Pour Stripe, qui a racheté Bridge en 2024, l’opération n’a rien d’anecdotique. L’entreprise américaine, l’une des plus valorisées de la fintech mondiale, ne se contente plus de traiter des paiements par carte. Elle veut poser un pied ferme dans l’infrastructure des stablecoins — ces jetons dont la valeur est arrimée à une devise, le plus souvent le dollar, mais désormais de plus en plus l’euro.

Le pari de l’euro numérique

C’est là que réside l’intérêt stratégique. Bridge affiche clairement ses ambitions sur les stablecoins libellés en euros. Or, jusqu’ici, ce segment reste largement dominé par les jetons en dollars. Le fameux USDT de Tether et l’USDC de Circle pèsent l’écrasante majorité du marché mondial des stablecoins, qui dépasse les 200 milliards de dollars. L’euro, dans cet univers, fait figure de nain.

Bruxelles n’aime pas cette situation. Depuis des mois, les régulateurs européens s’inquiètent ouvertement d’une dollarisation rampante des paiements numériques sur le continent. Un stablecoin en dollar largement utilisé pour régler des transactions en Europe, c’est une forme de dépendance monétaire discrète mais bien réelle. MiCA a d’ailleurs été conçu, en partie, pour reprendre la main : le règlement impose des exigences strictes de réserves, de transparence et de gouvernance aux émetteurs, et prévoit des garde-fous pour éviter qu’un stablecoin étranger ne devienne un moyen de paiement dominant.

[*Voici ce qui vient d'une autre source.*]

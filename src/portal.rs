// src/portal.rs - Limits provisioning HTTP server
use crate::{
    error::{ConfigError, HabitatError, Result},
    io::ProvisioningPortal,
    limits::{Limits, SharedLimits},
};
use axum::{
    body::Bytes,
    extract::State,
    http::StatusCode,
    response::{IntoResponse, Response},
    routing::get,
    Json, Router,
};
use std::net::SocketAddr;
use tokio::task::JoinHandle;
use tower_http::trace::TraceLayer;
use tracing::{error, info, warn};

pub const LIMITS_ROUTE: &str = "/config/limits";

pub fn router(limits: SharedLimits) -> Router {
    Router::new()
        .route(LIMITS_ROUTE, get(get_limits).post(submit_limits))
        .layer(TraceLayer::new_for_http())
        .with_state(limits)
}

async fn get_limits(State(limits): State<SharedLimits>) -> std::result::Result<Json<Limits>, HabitatError> {
    let store = limits.read().await;
    let current = store.limits().ok_or(HabitatError::NotConfigured)?;
    Ok(Json(*current))
}

/// Accepts the four-array record, persists it and makes it active.
async fn submit_limits(
    State(limits): State<SharedLimits>,
    body: Bytes,
) -> std::result::Result<&'static str, HabitatError> {
    let submitted = Limits::from_json(&body).map_err(|e| {
        warn!("Rejected limits submission: {}", e);
        e
    })?;

    let mut store = limits.write().await;
    store.save(&submitted)?;
    store.apply(submitted);
    info!("Limits provisioned through portal");
    Ok("Limits saved successfully")
}

impl IntoResponse for HabitatError {
    fn into_response(self) -> Response {
        let status = match &self {
            HabitatError::Limits(ConfigError::Malformed(_)) | HabitatError::Json(_) => {
                StatusCode::BAD_REQUEST
            }
            HabitatError::Limits(ConfigError::Missing) | HabitatError::NotConfigured => {
                StatusCode::NOT_FOUND
            }
            _ => StatusCode::INTERNAL_SERVER_ERROR,
        };
        (status, self.to_string()).into_response()
    }
}

/// Serves [`router`] while the device waits for limits.
pub struct Portal {
    bind: SocketAddr,
    limits: SharedLimits,
    local_addr: Option<SocketAddr>,
    server: Option<JoinHandle<()>>,
}

impl Portal {
    pub fn new(bind: SocketAddr, limits: SharedLimits) -> Self {
        Self {
            bind,
            limits,
            local_addr: None,
            server: None,
        }
    }

    /// Address actually bound, once open.
    pub fn local_addr(&self) -> Option<SocketAddr> {
        self.local_addr
    }
}

impl ProvisioningPortal for Portal {
    /// Must be called from within a tokio runtime.
    fn open(&mut self) -> Result<()> {
        if self.server.is_some() {
            return Ok(());
        }

        let listener = std::net::TcpListener::bind(self.bind)?;
        listener.set_nonblocking(true)?;
        let listener = tokio::net::TcpListener::from_std(listener)?;
        let local_addr = listener.local_addr()?;

        let app = router(self.limits.clone());
        self.server = Some(tokio::spawn(async move {
            if let Err(e) = axum::serve(listener, app).await {
                error!("Provisioning portal stopped: {}", e);
            }
        }));
        self.local_addr = Some(local_addr);
        info!("Provisioning portal listening on {}", local_addr);
        Ok(())
    }

    fn close(&mut self) {
        if let Some(server) = self.server.take() {
            server.abort();
            self.local_addr = None;
            info!("Provisioning portal closed");
        }
    }

    fn is_open(&self) -> bool {
        self.server.is_some()
    }
}

impl Drop for Portal {
    fn drop(&mut self) {
        if let Some(server) = self.server.take() {
            server.abort();
        }
    }
}
// src/limits.rs - Four-band threshold configuration and its persisted record
use crate::{
    enclosure::{Enclosure, Measurement},
    error::{ConfigError, Result},
    storage::FileStore,
};
use serde::{Deserialize, Serialize};
use std::sync::Arc;
use tokio::sync::RwLock;
use tracing::{info, warn};

/// Storage key of the persisted limits record.
pub const LIMITS_KEY: &str = "limits.json";

/// Threshold band for one enclosure × measurement pair.
///
/// Persisted as `[low, ideal_low, ideal_high, high]`. The intended ordering
/// `low <= ideal_low <= ideal_high <= high` is not enforced; see
/// [`Band::is_ordered`].
#[derive(Debug, Clone, Copy, PartialEq, Eq, Default, Serialize, Deserialize)]
#[serde(from = "[u16; 4]", into = "[u16; 4]")]
pub struct Band {
    pub low: u16,
    pub ideal_low: u16,
    pub ideal_high: u16,
    pub high: u16,
}

impl Band {
    pub const fn new(low: u16, ideal_low: u16, ideal_high: u16, high: u16) -> Self {
        Self { low, ideal_low, ideal_high, high }
    }

    pub fn is_ordered(&self) -> bool {
        self.low <= self.ideal_low && self.ideal_low <= self.ideal_high && self.ideal_high <= self.high
    }
}

impl From<[u16; 4]> for Band {
    fn from([low, ideal_low, ideal_high, high]: [u16; 4]) -> Self {
        Self { low, ideal_low, ideal_high, high }
    }
}

impl From<Band> for [u16; 4] {
    fn from(band: Band) -> Self {
        [band.low, band.ideal_low, band.ideal_high, band.high]
    }
}

/// Complete threshold set: one band per enclosure × measurement.
///
/// The serde field names are the keys of the persisted record and of the
/// portal submission body.
#[derive(Debug, Clone, Copy, PartialEq, Eq, Default, Serialize, Deserialize)]
pub struct Limits {
    #[serde(rename = "avian_temp")]
    pub avian_temperature: Band,
    #[serde(rename = "avian_humid")]
    pub avian_humidity: Band,
    #[serde(rename = "rept_temp")]
    pub reptilian_temperature: Band,
    #[serde(rename = "rept_humid")]
    pub reptilian_humidity: Band,
}

impl Limits {
    pub fn band(&self, enclosure: Enclosure, measurement: Measurement) -> &Band {
        match (enclosure, measurement) {
            (Enclosure::Avian, Measurement::Temperature) => &self.avian_temperature,
            (Enclosure::Avian, Measurement::Humidity) => &self.avian_humidity,
            (Enclosure::Reptilian, Measurement::Temperature) => &self.reptilian_temperature,
            (Enclosure::Reptilian, Measurement::Humidity) => &self.reptilian_humidity,
        }
    }

    /// Parse the four-array record. Any shape mismatch is [`ConfigError::Malformed`].
    pub fn from_json(json: &[u8]) -> std::result::Result<Self, ConfigError> {
        serde_json::from_slice(json).map_err(|e| ConfigError::Malformed(e.to_string()))
    }

    pub fn to_json(&self) -> Result<String> {
        Ok(serde_json::to_string(self)?)
    }

    /// Pairs whose band violates the intended ordering.
    pub fn unordered_bands(&self) -> Vec<(Enclosure, Measurement)> {
        crate::enclosure::FOLD_ORDER
            .into_iter()
            .filter(|&(e, m)| !self.band(e, m).is_ordered())
            .collect()
    }

    fn warn_if_unordered(&self, context: &str) {
        for (enclosure, measurement) in self.unordered_bands() {
            warn!(
                "{} limits for {} {} are out of order: {:?}",
                context,
                enclosure,
                measurement,
                <[u16; 4]>::from(*self.band(enclosure, measurement))
            );
        }
    }
}

/// Limits handle shared between the control loop and the provisioning portal.
pub type SharedLimits = Arc<RwLock<LimitsStore>>;

/// Persisted limits plus the in-memory copy that gates evaluation.
///
/// Evaluation may only run while [`LimitsStore::is_configured`] holds; the
/// flag is raised by [`LimitsStore::apply`] and dropped by
/// [`LimitsStore::invalidate`].
#[derive(Debug)]
pub struct LimitsStore {
    store: FileStore,
    cached: Limits,
    configured: bool,
}

impl LimitsStore {
    pub fn new(store: FileStore) -> Self {
        Self {
            store,
            cached: Limits::default(),
            configured: false,
        }
    }

    pub fn shared(self) -> SharedLimits {
        Arc::new(RwLock::new(self))
    }

    /// Read the persisted record.
    pub fn load(&self) -> std::result::Result<Limits, ConfigError> {
        let json = self
            .store
            .read(LIMITS_KEY)
            .map_err(|e| ConfigError::Malformed(e.to_string()))?
            .ok_or(ConfigError::Missing)?;
        let limits = Limits::from_json(json.as_bytes())?;
        limits.warn_if_unordered("Loaded");
        Ok(limits)
    }

    /// Read the persisted record, degrading a malformed one to all-zero bands.
    ///
    /// All-zero bands classify nearly every reading as critical. The
    /// degradation is kept as-is and only logged.
    pub fn load_or_zeroed(&self) -> std::result::Result<Limits, ConfigError> {
        match self.load() {
            Err(ConfigError::Malformed(reason)) => {
                warn!("Limits record is malformed ({}); falling back to all-zero bands", reason);
                Ok(Limits::default())
            }
            other => other,
        }
    }

    /// Persist the complete threshold set, replacing any prior record.
    pub fn save(&self, limits: &Limits) -> Result<()> {
        limits.warn_if_unordered("Saved");
        self.store.write(LIMITS_KEY, &limits.to_json()?)?;
        info!("Limits record saved");
        Ok(())
    }

    pub fn exists(&self) -> bool {
        self.store.exists(LIMITS_KEY)
    }

    /// Delete the persisted record. The cached copy stays until [`invalidate`](Self::invalidate).
    pub fn clear(&self) -> Result<()> {
        if self.store.remove(LIMITS_KEY)? {
            info!("Limits record cleared");
        }
        Ok(())
    }

    /// Install `limits` as the active configuration.
    pub fn apply(&mut self, limits: Limits) {
        self.cached = limits;
        self.configured = true;
    }

    /// Drop the configured flag so evaluation stalls until the next configuration.
    pub fn invalidate(&mut self) {
        self.configured = false;
    }

    pub fn is_configured(&self) -> bool {
        self.configured
    }

    /// Active limits, or `None` while unconfigured.
    pub fn limits(&self) -> Option<&Limits> {
        self.configured.then_some(&self.cached)
    }
}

Dans ce contexte, l’arrivée d’un acteur crédible sur l’euro numérique tombe à point nommé pour les autorités. Reste à savoir si les émetteurs parviendront à créer une demande réelle. Car un stablecoin ne vaut que par ses cas d’usage : paiements transfrontaliers, règlement instantané entre entreprises, transferts de fonds. Sur ces terrains, l’euro numérique doit encore faire ses preuves face à des systèmes bancaires déjà bien rodés en zone euro.

Ce que ça peut changer, concrètement

Pour un lecteur en France, en Belgique ou en Suisse, l’impact ne sera pas immédiat. On ne va pas payer sa baguette en stablecoin demain matin. Mais l’infrastructure qui se met en place vise d’abord les entreprises et les flux transfrontaliers. Une PME qui règle des fournisseurs à l’international, une plateforme qui verse des paiements à des indépendants aux quatre coins du monde, un commerçant en ligne exposé à plusieurs devises : ce sont eux les premiers concernés.

Le potentiel est particulièrement parlant pour les transferts vers et depuis le Maghreb ou l’Afrique de l’Ouest, où les frais de remise d’argent restent élevés et où les circuits bancaires traditionnels prennent leur commission au passage. Les stablecoins promettent, en théorie, des transferts quasi instantanés et bon marché. La réalité est plus nuancée — encore faut-il des points d’entrée et de sortie fiables entre le jeton et la monnaie locale, et un cadre réglementaire clair de chaque côté. Mais la brique européenne qui vient d’être posée fait partie de l’équation.

Un mot de prudence, tout de même. Un stablecoin agréé MiCA offre davantage de garanties qu’un jeton non régulé, mais il ne supprime pas tous les risques. La qualité des réserves, la solvabilité de l’émetteur, la sécurité technique des plateformes : autant de points qui restent à surveiller. Le règlement européen a resserré la vis, il ne l’a pas fait disparaître.

Ce qu’il faut retenir, c’est le mouvement de fond. Les stablecoins sortent lentement de la sphère purement crypto pour s’installer dans l’infrastructure du paiement classique. Quand une entreprise du calibre de Stripe obtient le tampon MiCA, ce n’est plus une expérimentation de niche. C’est le signe que l’Europe se prépare, bon gré mal gré, à un système de paiement où les jetons numériques auront leur place. Et où l’euro, cette fois, entend bien ne pas laisser le dollar tout rafler.